→ Aim of the task
Your job is to set down the listing again exactly as it stands.

→ Data to examine
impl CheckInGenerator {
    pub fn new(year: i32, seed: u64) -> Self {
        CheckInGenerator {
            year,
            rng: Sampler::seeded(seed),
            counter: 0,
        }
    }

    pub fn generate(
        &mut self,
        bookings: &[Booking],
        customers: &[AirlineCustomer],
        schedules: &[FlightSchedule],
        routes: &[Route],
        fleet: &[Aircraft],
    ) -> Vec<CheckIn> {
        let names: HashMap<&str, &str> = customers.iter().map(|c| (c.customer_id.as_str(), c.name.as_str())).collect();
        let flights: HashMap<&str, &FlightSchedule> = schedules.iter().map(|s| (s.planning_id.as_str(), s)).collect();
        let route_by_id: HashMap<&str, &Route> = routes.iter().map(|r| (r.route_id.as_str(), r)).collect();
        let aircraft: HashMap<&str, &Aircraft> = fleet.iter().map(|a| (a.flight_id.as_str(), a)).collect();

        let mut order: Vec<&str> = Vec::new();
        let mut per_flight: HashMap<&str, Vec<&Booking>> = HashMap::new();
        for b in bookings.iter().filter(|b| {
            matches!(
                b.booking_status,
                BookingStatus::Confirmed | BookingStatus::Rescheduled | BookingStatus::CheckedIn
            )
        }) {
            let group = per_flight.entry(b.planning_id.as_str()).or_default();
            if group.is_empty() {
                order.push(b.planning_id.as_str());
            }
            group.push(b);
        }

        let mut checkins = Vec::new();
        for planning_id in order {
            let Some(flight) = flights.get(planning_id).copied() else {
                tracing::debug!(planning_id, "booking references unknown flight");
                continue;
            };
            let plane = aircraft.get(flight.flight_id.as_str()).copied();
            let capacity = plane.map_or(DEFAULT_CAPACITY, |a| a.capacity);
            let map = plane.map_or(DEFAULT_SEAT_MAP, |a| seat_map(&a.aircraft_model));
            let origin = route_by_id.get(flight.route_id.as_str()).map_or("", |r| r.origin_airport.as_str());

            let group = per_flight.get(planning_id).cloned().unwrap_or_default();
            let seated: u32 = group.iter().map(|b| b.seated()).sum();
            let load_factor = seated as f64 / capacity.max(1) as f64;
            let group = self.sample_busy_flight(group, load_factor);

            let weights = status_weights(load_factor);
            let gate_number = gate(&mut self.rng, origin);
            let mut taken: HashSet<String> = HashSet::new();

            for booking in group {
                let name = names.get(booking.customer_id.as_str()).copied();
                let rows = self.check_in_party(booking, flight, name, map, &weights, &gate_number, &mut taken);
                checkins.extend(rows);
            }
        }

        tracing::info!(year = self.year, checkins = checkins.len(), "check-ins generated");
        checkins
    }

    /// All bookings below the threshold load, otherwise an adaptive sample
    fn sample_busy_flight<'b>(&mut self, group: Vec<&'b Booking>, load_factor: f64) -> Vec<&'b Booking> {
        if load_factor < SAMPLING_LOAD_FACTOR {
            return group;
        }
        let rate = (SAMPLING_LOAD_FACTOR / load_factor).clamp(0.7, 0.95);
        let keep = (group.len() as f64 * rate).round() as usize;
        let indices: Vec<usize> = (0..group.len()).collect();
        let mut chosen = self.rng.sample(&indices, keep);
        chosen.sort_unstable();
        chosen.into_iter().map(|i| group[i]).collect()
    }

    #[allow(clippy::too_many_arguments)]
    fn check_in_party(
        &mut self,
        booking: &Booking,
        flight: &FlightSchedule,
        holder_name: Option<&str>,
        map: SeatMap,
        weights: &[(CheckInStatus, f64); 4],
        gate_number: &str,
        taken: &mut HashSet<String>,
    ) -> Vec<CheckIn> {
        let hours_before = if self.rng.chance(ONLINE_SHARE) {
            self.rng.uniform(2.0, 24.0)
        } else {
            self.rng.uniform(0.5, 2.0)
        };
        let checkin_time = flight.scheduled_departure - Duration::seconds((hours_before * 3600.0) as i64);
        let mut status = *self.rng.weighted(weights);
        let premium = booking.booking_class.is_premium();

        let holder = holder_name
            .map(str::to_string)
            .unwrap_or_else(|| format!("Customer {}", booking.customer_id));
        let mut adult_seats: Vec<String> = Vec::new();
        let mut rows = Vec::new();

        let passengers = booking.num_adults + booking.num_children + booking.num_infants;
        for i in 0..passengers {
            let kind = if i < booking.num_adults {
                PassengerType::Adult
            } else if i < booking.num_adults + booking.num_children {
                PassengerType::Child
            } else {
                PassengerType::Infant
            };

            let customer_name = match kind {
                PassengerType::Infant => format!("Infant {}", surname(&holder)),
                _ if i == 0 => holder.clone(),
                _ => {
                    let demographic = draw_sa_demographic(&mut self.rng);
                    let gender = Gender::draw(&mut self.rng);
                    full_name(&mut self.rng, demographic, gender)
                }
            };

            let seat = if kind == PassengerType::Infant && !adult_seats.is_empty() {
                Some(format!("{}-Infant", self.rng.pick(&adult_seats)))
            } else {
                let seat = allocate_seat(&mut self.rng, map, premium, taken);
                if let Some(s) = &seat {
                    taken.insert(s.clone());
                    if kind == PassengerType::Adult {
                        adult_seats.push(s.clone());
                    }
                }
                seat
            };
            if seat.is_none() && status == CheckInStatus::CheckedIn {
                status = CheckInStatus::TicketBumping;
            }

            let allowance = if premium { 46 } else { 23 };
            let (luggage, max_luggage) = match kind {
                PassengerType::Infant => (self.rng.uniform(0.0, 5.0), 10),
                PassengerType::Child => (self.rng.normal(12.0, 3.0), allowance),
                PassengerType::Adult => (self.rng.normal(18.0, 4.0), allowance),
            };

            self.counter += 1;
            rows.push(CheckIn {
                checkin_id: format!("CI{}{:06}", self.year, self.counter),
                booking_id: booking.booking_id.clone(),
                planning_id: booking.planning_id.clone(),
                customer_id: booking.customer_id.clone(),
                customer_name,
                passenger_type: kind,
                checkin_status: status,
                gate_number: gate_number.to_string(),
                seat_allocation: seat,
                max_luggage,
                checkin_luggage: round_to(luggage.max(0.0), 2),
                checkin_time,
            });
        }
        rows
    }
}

→ Exercise answer
impl CheckInGenerator {
    pub fn new(year: i32, seed: u64) -> Self {
        CheckInGenerator {
            year,
            rng: Sampler::seeded(seed),
            counter: 0,
        }
    }

    pub fn generate(
        &mut self,
        bookings: &[Booking],
        customers: &[AirlineCustomer],
        schedules: &[FlightSchedule],
        routes: &[Route],
        fleet: &[Aircraft],
    ) -> Vec<CheckIn> {
        let names: HashMap<&str, &str> = customers.iter().map(|c| (c.customer_id.as_str(), c.name.as_str())).collect();
        let flights: HashMap<&str, &FlightSchedule> = schedules.iter().map(|s| (s.planning_id.as_str(), s)).collect();
        let route_by_id: HashMap<&str, &Route> = routes.iter().map(|r| (r.route_id.as_str(), r)).collect();
        let aircraft: HashMap<&str, &Aircraft> = fleet.iter().map(|a| (a.flight_id.as_str(), a)).collect();

        let mut order: Vec<&str> = Vec::new();
        let mut per_flight: HashMap<&str, Vec<&Booking>> = HashMap::new();
        for b in bookings.iter().filter(|b| {
            matches!(
                b.booking_status,
                BookingStatus::Confirmed | BookingStatus::Rescheduled | BookingStatus::CheckedIn
            )
        }) {
            let group = per_flight.entry(b.planning_id.as_str()).or_default();
            if group.is_empty() {
                order.push(b.planning_id.as_str());
            }
            group.push(b);
        }

        let mut checkins = Vec::new();
        for planning_id in order {
            let Some(flight) = flights.get(planning_id).copied() else {
                tracing::debug!(planning_id, "booking references unknown flight");
                continue;
            };
            let plane = aircraft.get(flight.flight_id.as_str()).copied();
            let capacity = plane.map_or(DEFAULT_CAPACITY, |a| a.capacity);
            let map = plane.map_or(DEFAULT_SEAT_MAP, |a| seat_map(&a.aircraft_model));
            let origin = route_by_id.get(flight.route_id.as_str()).map_or("", |r| r.origin_airport.as_str());

            let group = per_flight.get(planning_id).cloned().unwrap_or_default();
            let seated: u32 = group.iter().map(|b| b.seated()).sum();
            let load_factor = seated as f64 / capacity.max(1) as f64;
            let group = self.sample_busy_flight(group, load_factor);

            let weights = status_weights(load_factor);
            let gate_number = gate(&mut self.rng, origin);
            let mut taken: HashSet<String> = HashSet::new();

            for booking in group {
                let name = names.get(booking.customer_id.as_str()).copied();
                let rows = self.check_in_party(booking, flight, name, map, &weights, &gate_number, &mut taken);
                checkins.extend(rows);
            }
        }

        tracing::info!(year = self.year, checkins = checkins.len(), "check-ins generated");
        checkins
    }

    /// All bookings below the threshold load, otherwise an adaptive sample
    fn sample_busy_flight<'b>(&mut self, group: Vec<&'b Booking>, load_factor: f64) -> Vec<&'b Booking> {
        if load_factor < SAMPLING_LOAD_FACTOR {
            return group;
        }
        let rate = (SAMPLING_LOAD_FACTOR / load_factor).clamp(0.7, 0.95);
        let keep = (group.len() as f64 * rate).round() as usize;
        let indices: Vec<usize> = (0..group.len()).collect();
        let mut chosen = self.rng.sample(&indices, keep);
        chosen.sort_unstable();
        chosen.into_iter().map(|i| group[i]).collect()
    }

    #[allow(clippy::too_many_arguments)]
    fn check_in_party(
        &mut self,
        booking: &Booking,
        flight: &FlightSchedule,
        holder_name: Option<&str>,
        map: SeatMap,
        weights: &[(CheckInStatus, f64); 4],
        gate_number: &str,
        taken: &mut HashSet<String>,
    ) -> Vec<CheckIn> {
        let hours_before = if self.rng.chance(ONLINE_SHARE) {
            self.rng.uniform(2.0, 24.0)
        } else {
            self.rng.uniform(0.5, 2.0)
        };
        let checkin_time = flight.scheduled_departure - Duration::seconds((hours_before * 3600.0) as i64);
        let mut status = *self.rng.weighted(weights);
        let premium = booking.booking_class.is_premium();

        let holder = holder_name
            .map(str::to_string)
            .unwrap_or_else(|| format!("Customer {}", booking.customer_id));
        let mut adult_seats: Vec<String> = Vec::new();
        let mut rows = Vec::new();

        let passengers = booking.num_adults + booking.num_children + booking.num_infants;
        for i in 0..passengers {
            let kind = if i < booking.num_adults {
                PassengerType::Adult
            } else if i < booking.num_adults + booking.num_children {
                PassengerType::Child
            } else {
                PassengerType::Infant
            };

            let customer_name = match kind {
                PassengerType::Infant => format!("Infant {}", surname(&holder)),
                _ if i == 0 => holder.clone(),
                _ => {
                    let demographic = draw_sa_demographic(&mut self.rng);
                    let gender = Gender::draw(&mut self.rng);
                    full_name(&mut self.rng, demographic, gender)
                }
            };

            let seat = if kind == PassengerType::Infant && !adult_seats.is_empty() {
                Some(format!("{}-Infant", self.rng.pick(&adult_seats)))
            } else {
                let seat = allocate_seat(&mut self.rng, map, premium, taken);
                if let Some(s) = &seat {
                    taken.insert(s.clone());
                    if kind == PassengerType::Adult {
                        adult_seats.push(s.clone());
                    }
                }
                seat
            };
            if seat.is_none() && status == CheckInStatus::CheckedIn {
                status = CheckInStatus::TicketBumping;
            }

            let allowance = if premium { 46 } else { 23 };
            let (luggage, max_luggage) = match kind {
                PassengerType::Infant => (self.rng.uniform(0.0, 5.0), 10),
                PassengerType::Child => (self.rng.normal(12.0, 3.0), allowance),
                PassengerType::Adult => (self.rng.normal(18.0, 4.0), allowance),
            };

            self.counter += 1;
            rows.push(CheckIn {
                checkin_id: format!("CI{}{:06}", self.year, self.counter),
                booking_id: booking.booking_id.clone(),
                planning_id: booking.planning_id.clone(),
                customer_id: booking.customer_id.clone(),
                customer_name,
                passenger_type: kind,
                checkin_status: status,
                gate_number: gate_number.to_string(),
                seat_allocation: seat,
                max_luggage,
                checkin_luggage: round_to(luggage.max(0.0), 2),
                checkin_time,
            });
        }
        rows
    }
}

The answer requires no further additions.